ASSIGNMENT:
Each line of the data below from the one holding "configuration in use." to the one holding "circuit is open", inclusive, is to be reproduced exactly; no other line belongs in the answer.
Segment Start: RECORD SET
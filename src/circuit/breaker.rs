//! Store-backed circuit breaker.

use dashmap::DashMap;
use rand::Rng;
use std::sync::Arc;
use std::time::Duration;
use tokio::sync::Mutex;
use tracing::{debug, info, warn};

use super::state::{CircuitRecord, CircuitState, ReportOutcome, Transition};
use crate::clock::Clock;
use crate::config::{CircuitBreakerConfig, FailurePolicy};
use crate::context::RequestContext;
use crate::error::{GatekeeperError, Result, StoreError};
use crate::metrics::AdmissionMetrics;
use crate::store::Store;

/// Compare-and-swap attempts before giving up on a contended record.
const MAX_CAS_ATTEMPTS: u32 = 8;
/// Upper bound of the random pause between attempts, per attempt.
const CAS_BACKOFF_STEP_MICROS: u64 = 250;

/// Permission to call a resource, returned by [`CircuitBreaker::admit`].
///
/// Hand it back to [`CircuitBreaker::report`] with the outcome of the call.
#[derive(Debug, Clone, PartialEq, Eq)]
pub struct Ticket {
    pub resource: String,
    pub generation: u64,
    /// Issued without consulting the store.
    pub degraded: bool,
}

/// What happened to a report.
#[derive(Debug, Clone, Copy, PartialEq, Eq)]
pub enum ReportStatus {
    /// Counts were updated.
    Recorded,
    /// The ticket's generation had ended; nothing changed.
    Stale,
    /// The ticket was degraded or the store was unreachable.
    Skipped,
}

/// Per-resource circuit breaker.
///
/// Records live in the store so every instance sharing it sees the same
/// state. Within one process, calls for the same resource are serialized by
/// a per-resource mutex; across processes, writes are compare-and-swap on the
/// record revision.
pub struct CircuitBreaker {
    config: CircuitBreakerConfig,
    store: Arc<dyn Store>,
    clock: Arc<dyn Clock>,
    metrics: Arc<AdmissionMetrics>,
    locks: DashMap<String, Arc<Mutex<()>>>,
}

impl CircuitBreaker {
    /// Create a circuit breaker, validating its configuration.
    pub fn new(
        config: CircuitBreakerConfig,
        store: Arc<dyn Store>,
        clock: Arc<dyn Clock>,
        metrics: Arc<AdmissionMetrics>,
    ) -> Result<Self> {
        config.validate()?;
        debug!(
            store = store.name(),
            trip = ?config.trip,
            timeout_ms = config.timeout_ms,
            "Circuit breaker initialized"
        );
        Ok(Self {
            config,
            store,
            clock,
            metrics,
            locks: DashMap::new(),
        })
    }

    /// The configuration in use.
    pub fn config(&self) -> &CircuitBreakerConfig {
        &self.config
    }

    /// Ask to call `resource`.
    ///
    /// Fails with [`GatekeeperError::CircuitOpen`] while the circuit is open
    /// or when the half-open probe budget is used up.
    pub async fn admit(&self, ctx: &RequestContext, resource: &str) -> Result<Ticket> {
        validate_resource(resource)?;
        let key = self.store_key(resource);

        let result = self
            .serialized(ctx, resource, &key, |record, now_ms| {
                record.admit(now_ms, &self.config)
            })
            .await;

        match result {
            Ok(Ok((generation, transition))) => {
                if let Some(transition) = transition {
                    self.on_transition(resource, &transition);
                }
                Ok(Ticket {
                    resource: resource.to_string(),
                    generation,
                    degraded: false,
                })
            }
            Ok(Err(state)) => {
                self.metrics.record_circuit_rejected();
                debug!(
                    resource = %resource,
                    state = %state,
                    request_id = %ctx.request_id,
                    "Circuit rejected request"
                );
                Err(GatekeeperError::CircuitOpen {
                    resource: resource.to_string(),
                    state,
                })
            }
            Err(e) => {
                self.metrics.record_store_failure();
                self.metrics.record_degraded();
                match self.config.failure_policy {
                    FailurePolicy::FailOpen => {
                        warn!(
                            resource = %resource,
                            request_id = %ctx.request_id,
                            error = %e,
                            "Circuit store unavailable, treating circuit as closed"
                        );
                        Ok(Ticket {
                            resource: resource.to_string(),
                            generation: 0,
                            degraded: true,
                        })
                    }
                    FailurePolicy::FailClosed => {
                        warn!(
                            resource = %resource,
                            request_id = %ctx.request_id,
                            error = %e,
                            "Circuit store unavailable, rejecting request"
                        );
                        Err(GatekeeperError::StoreUnavailable(e))
                    }
                }
            }
        }
    }

    /// Report the outcome of a call admitted with `ticket`.
    pub async fn report(&self, ctx: &RequestContext, ticket: &Ticket, success: bool) -> ReportStatus {
        if ticket.degraded {
            return ReportStatus::Skipped;
        }
        let key = self.store_key(&ticket.resource);

        let result = self
            .serialized(ctx, &ticket.resource, &key, |record, now_ms| {
                record.report(ticket.generation, success, now_ms, &self.config)
            })
            .await;

        match result {
            Ok(ReportOutcome::Applied(transition)) => {
                if let Some(transition) = transition {
                    self.on_transition(&ticket.resource, &transition);
                }
                ReportStatus::Recorded
            }
            Ok(ReportOutcome::Stale { current }) => {
                self.metrics.record_stale_report();
                debug!(
                    resource = %ticket.resource,
                    generation = ticket.generation,
                    current = current,
                    request_id = %ctx.request_id,
                    "Discarded stale report"
                );
                ReportStatus::Stale
            }
            Err(e) => {
                self.metrics.record_store_failure();
                warn!(
                    resource = %ticket.resource,
                    request_id = %ctx.request_id,
                    error = %e,
                    "Circuit store unavailable, report dropped"
                );
                ReportStatus::Skipped
            }
        }
    }

    /// State of `resource` as the next caller would see it.
    pub async fn state(&self, resource: &str) -> Result<CircuitState> {
        let now_ms = self.clock.now_ms();
        Ok(self
            .snapshot(resource)
            .await?
            .map(|record| record.observed_state(now_ms))
            .unwrap_or_default())
    }

    /// The stored record for `resource`, if any.
    pub async fn snapshot(&self, resource: &str) -> Result<Option<CircuitRecord>> {
        validate_resource(resource)?;
        let key = self.store_key(resource);
        let record = tokio::time::timeout(self.config.store_timeout(), self.store.load_circuit(&key))
            .await
            .map_err(|_| StoreError::Timeout(self.config.store_timeout()))??;
        Ok(record.map(|v| v.value))
    }

    fn store_key(&self, resource: &str) -> String {
        format!("{}:cb:{}", self.config.key_prefix, resource)
    }

    /// Run `apply` against the record of `resource` while holding the
    /// resource's local lock, bounded by the request budget.
    async fn serialized<R, F>(
        &self,
        ctx: &RequestContext,
        resource: &str,
        key: &str,
        apply: F,
    ) -> std::result::Result<R, StoreError>
    where
        F: FnMut(&mut CircuitRecord, u64) -> R,
    {
        let lock = self
            .locks
            .entry(resource.to_string())
            .or_default()
            .clone();

        let result = ctx
            .bounded(self.config.store_timeout(), async {
                let _guard = lock.lock().await;
                self.update(key, apply).await
            })
            .await;

        // Only the table holds the mutex once every caller is done with it.
        drop(lock);
        self.locks
            .remove_if(resource, |_, lock| Arc::strong_count(lock) == 1);
        result
    }

    /// Load, mutate and compare-and-swap a record, retrying on conflict.
    async fn update<R, F>(&self, key: &str, mut apply: F) -> std::result::Result<R, StoreError>
    where
        F: FnMut(&mut CircuitRecord, u64) -> R,
    {
        for attempt in 1..=MAX_CAS_ATTEMPTS {
            let now_ms = self.clock.now_ms();
            let (mut record, revision) = match self.store.load_circuit(key).await? {
                Some(stored) => (stored.value, stored.revision),
                None => (CircuitRecord::new(now_ms, &self.config), 0),
            };

            let before = record.clone();
            let out = apply(&mut record, now_ms);
            if revision != 0 && record == before {
                return Ok(out);
            }

            if self
                .store
                .save_circuit(key, revision, &record, self.config.record_ttl(), now_ms)
                .await?
            {
                return Ok(out);
            }

            let pause = rand::thread_rng().gen_range(0..=CAS_BACKOFF_STEP_MICROS * attempt as u64);
            debug!(key = %key, attempt = attempt, "Circuit record changed concurrently, retrying");
            tokio::time::sleep(Duration::from_micros(pause)).await;
        }

        Err(StoreError::Contention {
            key: key.to_string(),
            attempts: MAX_CAS_ATTEMPTS,
        })
    }

    fn on_transition(&self, resource: &str, transition: &Transition) {
        self.metrics.record_transition();
        if transition.to == CircuitState::Open {
            warn!(
                resource = %resource,
                from = %transition.from,
                to = %transition.to,
                generation = transition.generation,
                "Circuit opened"
            );
        } else {
            info!(
                resource = %resource,
                from = %transition.from,
                to = %transition.to,
                generation = transition.generation,
                "Circuit state changed"
            );
        }
    }
}

fn validate_resource(resource: &str) -> Result<()> {
    if resource.is_empty() {
        return Err(GatekeeperError::Config(
            "circuit resource name must not be empty".to_string(),
        ));
    }
    Ok(())
}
Segment End: RECORD SET
COMPLETED TASK:
    /// The configuration in use.
    pub fn config(&self) -> &CircuitBreakerConfig {
        &self.config
    }

    /// Ask to call `resource`.
    ///
    /// Fails with [`GatekeeperError::CircuitOpen`] while the circuit is open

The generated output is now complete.